TASK STATEMENT:
I would like each line of the data that holds the word "vars" copied out.

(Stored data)

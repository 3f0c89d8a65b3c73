//! Process-wide configuration loaded from environment variables.
//!
//! Configuration is read once at startup into an immutable [`CobradorConfig`]
//! and handed to each client constructor. Credentials are optional at load
//! time: their absence is reported as an authentication failure by the client
//! that needs them, not as a startup failure.

use std::path::PathBuf;
use std::time::Duration;

use secrecy::SecretString;

/// Default identity provider endpoint used by the accounting service.
pub const DEFAULT_IDENTITY_URL: &str = "https://identitytoolkit.googleapis.com";

/// Default host of the public invoice preview pages.
pub const DEFAULT_PREVIEW_BASE_URL: &str = "https://www.asaas.com";

/// Default session cookie set by the accounting service.
pub const DEFAULT_SESSION_COOKIE: &str = "__session";

/// Default banking API host.
pub const DEFAULT_BANK_API_URL: &str = "https://cdpj.partners.bancointer.com.br";

/// Scopes requested in the client-credentials exchange.
pub const DEFAULT_BANK_SCOPES: &str = "pagamento-pix.write pagamento-boleto.write";

/// Default document-understanding API host.
pub const DEFAULT_EXTRACTOR_API_URL: &str = "https://api.anthropic.com";

/// Default extraction model.
pub const DEFAULT_EXTRACTOR_MODEL: &str = "claude-3-5-sonnet-latest";

/// Configuration for the whole pipeline.
#[derive(Debug, Clone)]
pub struct CobradorConfig {
    pub accounting: AccountingConfig,
    pub banking: BankingConfig,
    pub extractor: ExtractorConfig,
    /// Upper bound applied to every outbound HTTP request.
    pub http_timeout: Duration,
}

/// Accounting service endpoints and credentials.
#[derive(Debug, Clone)]
pub struct AccountingConfig {
    /// Base URL of the accounting web application.
    pub app_url: String,
    /// Base URL of the identity provider.
    pub identity_url: String,
    /// Identity provider API key.
    pub api_key: Option<SecretString>,
    pub email: Option<String>,
    pub password: Option<SecretString>,
    /// Account to operate on. Resolved from the session when absent.
    pub account_id: Option<String>,
    /// Name of the cookie carrying the session id.
    pub session_cookie: String,
    /// Host used when rewriting invoice short links to preview pages.
    pub preview_base_url: String,
}

/// Where PEM material for the bank's mutual TLS comes from.
#[derive(Debug, Clone)]
pub enum CertificateSource {
    /// A PEM file on disk.
    Path(PathBuf),
    /// Base64-encoded PEM, typically injected through the environment.
    Inline(SecretString),
}

/// Banking service endpoints and client credentials.
#[derive(Debug, Clone)]
pub struct BankingConfig {
    pub api_url: String,
    pub client_id: Option<String>,
    pub client_secret: Option<SecretString>,
    pub certificate: Option<CertificateSource>,
    pub private_key: Option<CertificateSource>,
    /// Sent as `x-conta-corrente` when the credentials cover several accounts.
    pub account_number: Option<String>,
    pub scopes: String,
}

/// Document-understanding service settings.
#[derive(Debug, Clone)]
pub struct ExtractorConfig {
    pub api_url: String,
    pub api_key: Option<SecretString>,
    pub model: String,
    pub max_tokens: u32,
}

impl CobradorConfig {
    /// Load configuration from environment variables.
    pub fn from_env() -> Result<Self, ConfigError> {
        Self::from_reader(|key| std::env::var(key))
    }

    /// Load configuration from a custom variable reader.
    ///
    /// Lets tests supply variables without touching the process environment.
    pub fn from_reader<F>(reader: F) -> Result<Self, ConfigError>
    where
        F: Fn(&str) -> Result<String, std::env::VarError>,
    {
        let optional = |key: &str| reader(key).ok().filter(|v| !v.trim().is_empty());
        let required = |key: &str| optional(key).ok_or_else(|| ConfigError::MissingVar(key.into()));

        let http_timeout_secs = optional("HTTP_TIMEOUT_SECS")
            .unwrap_or_else(|| "30".to_string())
            .parse::<u64>()
            .map_err(|e| ConfigError::InvalidValue("HTTP_TIMEOUT_SECS".into(), e.to_string()))?;
        if http_timeout_secs == 0 {
            return Err(ConfigError::InvalidValue(
                "HTTP_TIMEOUT_SECS".into(),
                "must be greater than zero".into(),
            ));
        }

        let accounting = AccountingConfig {
            app_url: trim_url(required("ACCOUNTING_APP_URL")?),
            identity_url: trim_url(
                optional("ACCOUNTING_IDENTITY_URL").unwrap_or_else(|| DEFAULT_IDENTITY_URL.into()),
            ),
            api_key: optional("ACCOUNTING_API_KEY").map(SecretString::new),
            email: optional("ACCOUNTING_EMAIL"),
            password: optional("ACCOUNTING_PASSWORD").map(SecretString::new),
            account_id: optional("ACCOUNTING_ACCOUNT_ID"),
            session_cookie: optional("ACCOUNTING_SESSION_COOKIE")
                .unwrap_or_else(|| DEFAULT_SESSION_COOKIE.into()),
            preview_base_url: trim_url(
                optional("INVOICE_PREVIEW_BASE_URL")
                    .unwrap_or_else(|| DEFAULT_PREVIEW_BASE_URL.into()),
            ),
        };

        let certificate = optional("BANK_CERT_B64")
            .map(|v| CertificateSource::Inline(SecretString::new(v)))
            .or_else(|| optional("BANK_CERT_PATH").map(|p| CertificateSource::Path(p.into())));
        let private_key = optional("BANK_KEY_B64")
            .map(|v| CertificateSource::Inline(SecretString::new(v)))
            .or_else(|| optional("BANK_KEY_PATH").map(|p| CertificateSource::Path(p.into())));

        let banking = BankingConfig {
            api_url: trim_url(optional("BANK_API_URL").unwrap_or_else(|| DEFAULT_BANK_API_URL.into())),
            client_id: optional("BANK_CLIENT_ID"),
            client_secret: optional("BANK_CLIENT_SECRET").map(SecretString::new),
            certificate,
            private_key,
            account_number: optional("BANK_ACCOUNT_NUMBER"),
            scopes: optional("BANK_SCOPES").unwrap_or_else(|| DEFAULT_BANK_SCOPES.into()),
        };

        let max_tokens = optional("EXTRACTOR_MAX_TOKENS")
            .unwrap_or_else(|| "1024".to_string())
            .parse::<u32>()
            .map_err(|e| ConfigError::InvalidValue("EXTRACTOR_MAX_TOKENS".into(), e.to_string()))?;

        let extractor = ExtractorConfig {
            api_url: trim_url(
                optional("EXTRACTOR_API_URL").unwrap_or_else(|| DEFAULT_EXTRACTOR_API_URL.into()),
            ),
            api_key: optional("EXTRACTOR_API_KEY").map(SecretString::new),
            model: optional("EXTRACTOR_MODEL").unwrap_or_else(|| DEFAULT_EXTRACTOR_MODEL.into()),
            max_tokens,
        };

        Ok(Self {
            accounting,
            banking,
            extractor,
            http_timeout: Duration::from_secs(http_timeout_secs),
        })
    }
}

fn trim_url(url: String) -> String {
    url.trim_end_matches('/').to_string()
}

/// Configuration errors.
#[derive(Debug, thiserror::Error)]
pub enum ConfigError {
    #[error("missing required environment variable: {0}")]
    MissingVar(String),

    #[error("invalid value for {0}: {1}")]
    InvalidValue(String, String),
}

impl From<ConfigError> for crate::CobradorError {
    fn from(err: ConfigError) -> Self {
        crate::CobradorError::Config(err.to_string())
    }
}

#[cfg(test)]
mod tests {
    use super::*;
    use secrecy::ExposeSecret;
    use std::collections::HashMap;
    use std::env::VarError;

    /// Create a reader closure from a HashMap (no global env mutation).
    fn make_reader(vars: HashMap<&str, &str>) -> impl Fn(&str) -> Result<String, VarError> {
        let owned: HashMap<String, String> = vars
            .into_iter()
            .map(|(k, v)| (k.to_string(), v.to_string()))
            .collect();
        move |key: &str| owned.get(key).cloned().ok_or(VarError::NotPresent)
    }

    #[test]
    fn test_missing_app_url() {
        let err = CobradorConfig::from_reader(make_reader(HashMap::new())).unwrap_err();
        assert!(matches!(err, ConfigError::MissingVar(_)));
        assert!(err.to_string().contains("ACCOUNTING_APP_URL"));
    }

    #[test]
    fn test_defaults() {
        let reader = make_reader(HashMap::from([(
            "ACCOUNTING_APP_URL",
            "https://app.example.com/",
        )]));
        let config = CobradorConfig::from_reader(reader).expect("defaults should load");

        assert_eq!(config.accounting.app_url, "https://app.example.com");
        assert_eq!(config.accounting.identity_url, DEFAULT_IDENTITY_URL);
        assert_eq!(config.accounting.session_cookie, DEFAULT_SESSION_COOKIE);
        assert!(config.accounting.email.is_none());
        assert_eq!(config.banking.api_url, DEFAULT_BANK_API_URL);
        assert!(config.banking.certificate.is_none());
        assert_eq!(config.extractor.model, DEFAULT_EXTRACTOR_MODEL);
        assert_eq!(config.http_timeout, Duration::from_secs(30));
    }

    #[test]
    fn test_empty_values_are_unset() {
        let reader = make_reader(HashMap::from([
            ("ACCOUNTING_APP_URL", "https://app.example.com"),
            ("ACCOUNTING_EMAIL", "  "),
        ]));
        let config = CobradorConfig::from_reader(reader).unwrap();
        assert!(config.accounting.email.is_none());
    }

    #[test]
    fn test_inline_certificate_takes_precedence() {
        let reader = make_reader(HashMap::from([
            ("ACCOUNTING_APP_URL", "https://app.example.com"),
            ("BANK_CERT_B64", "LS0tLS1CRUdJTg=="),
            ("BANK_CERT_PATH", "/etc/bank/cert.pem"),
            ("BANK_KEY_PATH", "/etc/bank/key.pem"),
        ]));
        let config = CobradorConfig::from_reader(reader).unwrap();

        match config.banking.certificate {
            Some(CertificateSource::Inline(ref pem)) => {
                assert_eq!(pem.expose_secret(), "LS0tLS1CRUdJTg==");
            }
            other => panic!("expected inline certificate, got {other:?}"),
        }
        assert!(matches!(
            config.banking.private_key,
            Some(CertificateSource::Path(ref p)) if p == &PathBuf::from("/etc/bank/key.pem")
        ));
    }

    #[test]
    fn test_invalid_timeout() {
        let reader = make_reader(HashMap::from([
            ("ACCOUNTING_APP_URL", "https://app.example.com"),
            ("HTTP_TIMEOUT_SECS", "soon"),
        ]));
        let err = CobradorConfig::from_reader(reader).unwrap_err();
        assert!(matches!(err, ConfigError::InvalidValue(ref var, _) if var == "HTTP_TIMEOUT_SECS"));
    }

    #[test]
    fn test_zero_timeout_rejected() {
        let reader = make_reader(HashMap::from([
            ("ACCOUNTING_APP_URL", "https://app.example.com"),
            ("HTTP_TIMEOUT_SECS", "0"),
        ]));
        assert!(CobradorConfig::from_reader(reader).is_err());
    }

    #[test]
    fn test_secrets_are_redacted_in_debug() {
        let reader = make_reader(HashMap::from([
            ("ACCOUNTING_APP_URL", "https://app.example.com"),
            ("ACCOUNTING_PASSWORD", "hunter2"),
            ("BANK_CLIENT_SECRET", "bank-secret"),
        ]));
        let config = CobradorConfig::from_reader(reader).unwrap();
        let debug = format!("{config:?}");
        assert!(!debug.contains("hunter2"));
        assert!(!debug.contains("bank-secret"));
    }
}
//! Error taxonomy for a reconciliation pass.
//!
//! Every crate keeps its own detailed error enum and converts into
//! [`CobradorError`] at the crate boundary. The variant decides how far a
//! failure propagates: authentication and configuration failures end the
//! pass, the rest are scoped to one listing or one item.

use thiserror::Error;

/// Result type alias using `CobradorError`.
pub type CobradorResult<T> = Result<T, CobradorError>;

/// Errors surfaced by the reconciliation pipeline.
#[derive(Debug, Error)]
pub enum CobradorError {
    /// Credential or session failure. Fatal to the whole pass.
    #[error("Authentication error: {0}")]
    Auth(String),

    /// Upstream payload missing or malformed, or transport failure while listing.
    #[error("Fetch error: {0}")]
    Fetch(String),

    /// The document-understanding service returned an unusable answer.
    #[error("Extraction error: {0}")]
    Extraction(String),

    /// Payment rejected by the bank or lost in transport.
    #[error("Payment error: {0}")]
    Payment(String),

    /// Persisted state could not be read or written.
    #[error("Storage error: {0}")]
    Storage(String),

    /// Invalid or missing configuration.
    #[error("Configuration error: {0}")]
    Config(String),
}

impl CobradorError {
    /// Short machine-readable name of the error class.
    #[must_use]
    pub fn kind(&self) -> &'static str {
        match self {
            Self::Auth(_) => "auth_error",
            Self::Fetch(_) => "fetch_error",
            Self::Extraction(_) => "extraction_error",
            Self::Payment(_) => "payment_error",
            Self::Storage(_) => "storage_error",
            Self::Config(_) => "config_error",
        }
    }

    /// Whether this error must abort the remaining work of a pass.
    #[must_use]
    pub fn is_pass_fatal(&self) -> bool {
        matches!(self, Self::Auth(_) | Self::Config(_))
    }
}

RESPONSE BELOW:
    fn make_reader(vars: HashMap<&str, &str>) -> impl Fn(&str) -> Result<String, VarError> {
        let owned: HashMap<String, String> = vars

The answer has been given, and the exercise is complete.